Het is een absurde situatie. Hij valt bovendien gemakkelijk te repareren. Als de onderzoekers toch al bijna al het werk doen, kunnen de universiteiten zich veel kosten besparen door het kleine beetje in eigen handen te nemen dat de uitgevers toevoegen: de feitelijke publicatie. Dankzij het internet kan zoiets relatief goedkoop. En dat biedt de universiteiten dan weer de kans om al hun gegevens gratis te verspreiden onder alle eventuele belangstellenden. De gemeenschap die het onderzoek betaalt, kan dan rechtstreeks kennis nemen van de resultaten van dat onderzoek. Nog een voordeel is dat publicatie via internet natuurlijk sneller verloopt dan via de drukpers.
Het lijkt zo logisch, en toch gebeurt het maar mondjesmaat. In de neerlandistiek bestaat bijvoorbeeld momenteel maar één puur wetenschappelijk tijdschrift dat helemaal buiten de commerciële uitgeverij om functioneert: het in 2001 opgerichte Neerlandistiek.nl. Dat is nog altijd een kleintje te midden van de door uitgeverijen betaalde bladen.
Waarom gebeurt het niet? Deels is het een gevolg van een vicieuze cirkel waar alle nieuwe tijdschriften mee te maken hebben. In het academisch bedrijf geldt tegenwoordig de regel publish or perish (‘schrijf of sterf’). Daarbij worden alleen publicaties in 'gerenommeerde' tijdschriften als echte publicaties gezien. Gerenommeerd ben je alleen als je als zodanig door een Europese commissie wordt erkend. Zulke instellingen werken traag en dat benadeelt nieuwe initiatieven. Die trekken daardoor moeilijker (goede) auteurs aan en worden zo niet snel gerenommeerd.
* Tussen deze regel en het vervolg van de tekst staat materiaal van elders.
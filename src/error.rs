//! # Error Types
//!
//! Crate-level error enum. Only [`EnricherError::Configuration`] is allowed to
//! abort a run; everything else is isolated at batch or record level by the
//! orchestration layer.

use thiserror::Error;

use crate::config::ConfigurationError;
use crate::translation::ServiceError;

#[derive(Debug, Error)]
pub enum EnricherError {
    /// Missing or invalid configuration, raised before any batch is dispatched
    #[error("Configuration error: {0}")]
    Configuration(#[from] ConfigurationError),

    #[error("Database error: {0}")]
    Database(#[from] sqlx::Error),

    /// Text-generation service failure (timeout, rate limit, 5xx)
    #[error("Service error: {0}")]
    Service(#[from] ServiceError),

    /// Single-record write failure in a store that is not SQL-backed
    #[error("Persistence error for record {record_id}: {message}")]
    Persistence { record_id: String, message: String },

    /// A built-in text pattern failed to compile
    #[error("Pattern error: {0}")]
    Pattern(#[from] regex::Error),

    #[error("Orchestration error: {0}")]
    Orchestration(String),
}

impl EnricherError {
    pub fn persistence<I: Into<String>, M: Into<String>>(record_id: I, message: M) -> Self {
        Self::Persistence {
            record_id: record_id.into(),
            message: message.into(),
        }
    }

    pub fn orchestration<M: Into<String>>(message: M) -> Self {
        Self::Orchestration(message.into())
    }

    /// Whether this error must stop the run before dispatch
    pub fn is_fatal(&self) -> bool {
        matches!(self, EnricherError::Configuration(_))
    }
}

pub type Result<T> = std::result::Result<T, EnricherError>;

#[cfg(test)]
mod tests {
    use super::*;

    #[test]
    fn test_only_configuration_errors_are_fatal() {
        let config = EnricherError::from(ConfigurationError::missing_required_field(
            "api_key",
            "text_generation",
        ));
        assert!(config.is_fatal());
        assert!(!EnricherError::persistence("abc", "timeout").is_fatal());
        assert!(!EnricherError::orchestration("worker panicked").is_fatal());
    }

    #[test]
    fn test_persistence_error_display_names_record() {
        let err = EnricherError::persistence("0xabc", "connection reset");
        assert_eq!(
            err.to_string(),
            "Persistence error for record 0xabc: connection reset"
        );
    }
}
Voor een deel heeft het ook te maken met huiver voor het medium. In de hoogste bestuurlijke regionen van het alfaonderzoek verkeren nog steeds wetenschappers die veronderstellen dat een goed artikel alleen met een ganzenveer kan worden geschreven. Daarnaast is er het reële probleem van de duurzaamheid. De technologie van het op papier gedrukte woord heeft ruimschoots bewezen dat het de eeuwen kan doorstaan. Het pdf'je moet wat dat betreft zijn bestaansrecht nog bewijzen.
Problemen zijn er om opgelost te worden, en in dit geval zijn de belangen daar uiteindelijk groot genoeg voor. Voor het duurzaamheidsprobleem worden op allerlei manieren al oplossingen gezocht én gevonden. Naarmate meer onderzoekers overtuigd raken van het belang van gratis elektronisch publiceren, moet het prestige van elektronische tijdschriften langzamerhand stijgen. In de internationale taalkunde zie ik juist de laatste jaren initiatieven van heel beroemde collega's op dit vlak. En de overheid kan stimuleren dat de gelden anders worden verdeeld. Dat de euro's die nu worden ingezet voor abonnementen, worden gebruikt om zelf tijdschriften te produceren en op internet te plaatsen.
Laten we er geen doekjes om winden: de vruchten van wetenschappelijk werk moeten gratis voor iedereen via internet toegankelijk zijn.